Uthukuli is a taluk in Tirupur district in the Indian state of Tamil Nadu.

Demographics
 India census, Uthukuli has a population of 10,130. Males constitute 49.62% of the population and females 50.38%. Uthukuli has an average literacy rate of 68%, higher than the national average of 59.5%: male literacy is 76%, and female literacy is 58%. In Uthukuli, 10% of the population is under 6 years of age.

The name Uthukuli comes from a legend, which tells of Siddha Agasthiyar's arrival at the Kaithamalai temple to meditate. He couldn't find water, so he prayed to Lord Murugan for help. Murugan appeared and created a source of water, which came to be known as Utrukuli and now Uthukuli.

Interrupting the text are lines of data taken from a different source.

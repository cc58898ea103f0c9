mod common;

use agora::error::AppError;
use agora::models::{NewPost, PostPatch, UserId};
use agora::remote::{Query, RemoteDataService};
use common::{row, Harness, Op};
use serde_json::json;

async fn named(harness: &Harness, table: &str, name: &str) -> i64 {
    let rows = harness
        .service
        .insert(table, vec![row(json!({ "name": name }))])
        .await
        .unwrap();
    rows[0]["id"].as_i64().unwrap()
}

fn new_post(slug: &str) -> NewPost {
    NewPost {
        user_id: UserId::new("a"),
        title: format!("Title {}", slug),
        content: "Body".into(),
        description: "Short".into(),
        slug: slug.into(),
    }
}

#[tokio::test]
async fn fetch_joins_children_newest_first() {
    let harness = Harness::new();
    harness.profile("a", "Author").await;
    let older = harness.post("a", "older").await;
    let newer = harness.post("a", "newer").await;
    let rust = named(&harness, "categories", "Rust").await;
    let intro = named(&harness, "tags", "intro").await;
    harness
        .service
        .insert(
            "post_images",
            vec![row(json!({ "post_id": older, "image_url": "http://img/1.png" }))],
        )
        .await
        .unwrap();
    harness
        .service
        .insert("post_categories", vec![row(json!({ "post_id": older, "category_id": rust }))])
        .await
        .unwrap();
    harness
        .service
        .insert("post_tags", vec![row(json!({ "post_id": older, "tag_id": intro }))])
        .await
        .unwrap();

    let session = harness.session();
    session.posts.fetch_posts().await;
    let posts = session.posts.posts().await;

    assert_eq!(posts.len(), 2);
    assert_eq!(posts[0].id, newer);
    assert_eq!(posts[1].id, older);
    assert!(posts[0].post_images.is_empty());

    let post = &posts[1];
    assert_eq!(post.post_images.len(), 1);
    assert_eq!(post.post_images[0].image_url, "http://img/1.png");
    assert_eq!(post.categories.len(), 1);
    assert_eq!(post.categories[0].name, "Rust");
    assert_eq!(post.tags[0].name, "intro");
    let author = post.profile.as_ref().unwrap();
    assert_eq!(author.name.as_deref(), Some("Author"));
    assert!(!session.posts.loading());
}

#[tokio::test]
async fn failed_fetch_keeps_previous_list() {
    let harness = Harness::new();
    harness.profile("a", "Author").await;
    harness.post("a", "kept").await;

    let session = harness.session();
    session.posts.fetch_posts().await;
    assert_eq!(session.posts.posts().await.len(), 1);

    harness.flaky.fail(Op::Select, "posts");
    session.posts.fetch_posts().await;
    assert_eq!(session.posts.posts().await.len(), 1);
    assert!(!session.posts.loading());
}

#[tokio::test]
async fn slug_lookup_is_local_only() {
    let harness = Harness::new();
    harness.profile("a", "Author").await;
    let id = harness.post("a", "hello").await;

    let session = harness.session();
    session.posts.fetch_posts().await;
    harness.flaky.reset_calls();

    let post = session.posts.get_post_by_slug("hello").await.unwrap();
    assert_eq!(post.id, id);
    assert!(session.posts.get_post_by_slug("missing").await.is_none());
    assert_eq!(harness.flaky.total_calls(), 0);
}

#[tokio::test]
async fn counter_setters_clamp_at_zero() {
    let harness = Harness::new();
    harness.profile("a", "Author").await;
    let id = harness.post("a", "hello").await;

    let session = harness.session();
    session.posts.fetch_posts().await;

    session.posts.update_post_likes(id, 7).await;
    session.posts.update_post_dislikes(id, -1).await;
    session.posts.update_post_comments_count(id, 2).await;
    session.posts.increment_post_view(id).await;

    let post = session.posts.get_post(id).await.unwrap();
    assert_eq!(post.likes_count, 7);
    assert_eq!(post.dislikes_count, 0);
    assert_eq!(post.comments_count, 2);
    assert_eq!(post.views_count, 1);

    // Unknown ids are ignored
    session.posts.update_post_likes(9999, 3).await;
    assert_eq!(session.posts.posts().await.len(), 1);
}

#[tokio::test]
async fn create_post_inserts_children_and_prepends() {
    let harness = Harness::new();
    harness.profile("a", "Author").await;
    harness.post("a", "existing").await;
    let rust = named(&harness, "categories", "Rust").await;
    let intro = named(&harness, "tags", "intro").await;
    let news = named(&harness, "tags", "news").await;

    let session = harness.session();
    session.posts.fetch_posts().await;

    let created = session
        .posts
        .create_post(
            &new_post("fresh"),
            &["http://img/a.png".to_string(), "http://img/b.png".to_string()],
            &[rust],
            &[intro, news],
        )
        .await
        .unwrap();

    assert_eq!(created.slug, "fresh");
    assert_eq!(created.likes_count, 0);
    assert_eq!(created.post_images.len(), 2);
    assert_eq!(created.categories.len(), 1);
    assert_eq!(created.tags.len(), 2);

    let posts = session.posts.posts().await;
    assert_eq!(posts.len(), 2);
    assert_eq!(posts[0].id, created.id);

    let links = harness
        .remote_rows("post_tags", Query::new().eq("post_id", created.id))
        .await;
    assert_eq!(links.len(), 2);
}

#[tokio::test]
async fn create_post_survives_child_failures() {
    let harness = Harness::new();
    harness.profile("a", "Author").await;

    let session = harness.session();
    harness.flaky.fail(Op::Insert, "post_images");

    let created = session
        .posts
        .create_post(&new_post("fresh"), &["http://img/a.png".to_string()], &[], &[])
        .await
        .unwrap();
    assert!(created.post_images.is_empty());
    assert!(session.posts.get_post_by_slug("fresh").await.is_some());
}

#[tokio::test]
async fn duplicate_slug_is_an_error() {
    let harness = Harness::new();
    harness.profile("a", "Author").await;
    harness.post("a", "taken").await;

    let session = harness.session();
    let err = session
        .posts
        .create_post(&new_post("taken"), &[], &[], &[])
        .await
        .unwrap_err();
    assert!(matches!(err, AppError::Remote(_)));
    assert!(session.posts.posts().await.is_empty());
}

#[tokio::test]
async fn update_post_replaces_children_and_keeps_counters() {
    let harness = Harness::new();
    harness.profile("a", "Author").await;
    let rust = named(&harness, "categories", "Rust").await;
    let go = named(&harness, "categories", "Go").await;
    let intro = named(&harness, "tags", "intro").await;

    let session = harness.session();
    let created = session
        .posts
        .create_post(
            &new_post("draft"),
            &["http://img/old.png".to_string()],
            &[rust],
            &[intro],
        )
        .await
        .unwrap();
    session.posts.update_post_likes(created.id, 4).await;

    let patch = PostPatch {
        title: Some("Final title".into()),
        ..Default::default()
    };
    let updated = session
        .posts
        .update_post(
            created.id,
            &patch,
            &["http://img/new.png".to_string()],
            &[go],
            &[],
        )
        .await
        .unwrap();

    assert_eq!(updated.title, "Final title");
    assert_eq!(updated.likes_count, 4);
    assert_eq!(updated.post_images.len(), 1);
    assert_eq!(updated.post_images[0].image_url, "http://img/new.png");
    assert_eq!(updated.categories.len(), 1);
    assert_eq!(updated.categories[0].name, "Go");
    assert!(updated.tags.is_empty());
    assert_eq!(updated.profile, created.profile);

    let images = harness
        .remote_rows("post_images", Query::new().eq("post_id", created.id))
        .await;
    assert_eq!(images.len(), 1);
    let tags = harness
        .remote_rows("post_tags", Query::new().eq("post_id", created.id))
        .await;
    assert!(tags.is_empty());

    let cached = session.posts.get_post(created.id).await.unwrap();
    assert_eq!(cached.title, "Final title");
}

#[tokio::test]
async fn update_post_takes_counters_from_patch() {
    let harness = Harness::new();
    harness.profile("a", "Author").await;
    let id = harness.post("a", "counted").await;

    let session = harness.session();
    session.posts.fetch_posts().await;

    let patch = PostPatch {
        views_count: Some(42),
        ..Default::default()
    };
    let updated = session
        .posts
        .update_post(id, &patch, &[], &[], &[])
        .await
        .unwrap();
    assert_eq!(updated.views_count, 42);
    assert_eq!(session.posts.get_post(id).await.unwrap().views_count, 42);
}

#[tokio::test]
async fn update_unknown_post_is_not_found() {
    let harness = Harness::new();
    let session = harness.session();

    let patch = PostPatch {
        title: Some("x".into()),
        ..Default::default()
    };
    let err = session
        .posts
        .update_post(404, &patch, &[], &[], &[])
        .await
        .unwrap_err();
    assert!(err.is_not_found());
}

#[tokio::test]
async fn delete_post_removes_locally_only_on_success() {
    let harness = Harness::new();
    harness.profile("a", "Author").await;
    let id = harness.post("a", "doomed").await;

    let session = harness.session();
    session.posts.fetch_posts().await;

    harness.flaky.fail(Op::Delete, "posts");
    assert!(session.posts.delete_post(id).await.is_err());
    assert!(session.posts.get_post(id).await.is_some());

    harness.flaky.heal();
    session.posts.delete_post(id).await.unwrap();
    assert!(session.posts.get_post(id).await.is_none());
    assert!(harness
        .remote_rows("posts", Query::new().eq("id", id))
        .await
        .is_empty());
}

In the earlier days, agriculture was the primary activity with hygienic and sweet water available from the multitude of tanks also called "Kuttai" and "Kulam". There were green pastures and one could see herds of goats, sheep and buffaloes grazing. This aided development of agriculture-based industries like butter making and Uthukuli was known for its famed butter. There were also many rice and paddy-hulling mills facilitating agriculture-based trade. However, the rapid expansion of textile industries in Tiruppur led to installation of many dyeing units and soon, polluted effluents from the textile city of Tiruppur converted the once fertile Noyyal river into a virtual drain. The polluted river and vanishing tanks had dealt a big, still unrecoverable blow to agriculture, dairy farming, rice mills and paddy-hulling in these areas. Consequently, the young and old  of this land are now forced to seek employment opportunities outside this  once scenic spot. Apart from water pollution, scarcity of water and steep rise in labor costs in an unorganized labor sectoras resulted in agriculture taking a back seat and the traditional hereditary farms called "Thottams" are fast vanishing. temple called Vetrivelayutha Swami Temple located in the kathithamalai hill. Mr. N. Saravanamanickam is a famous priest in the temple. 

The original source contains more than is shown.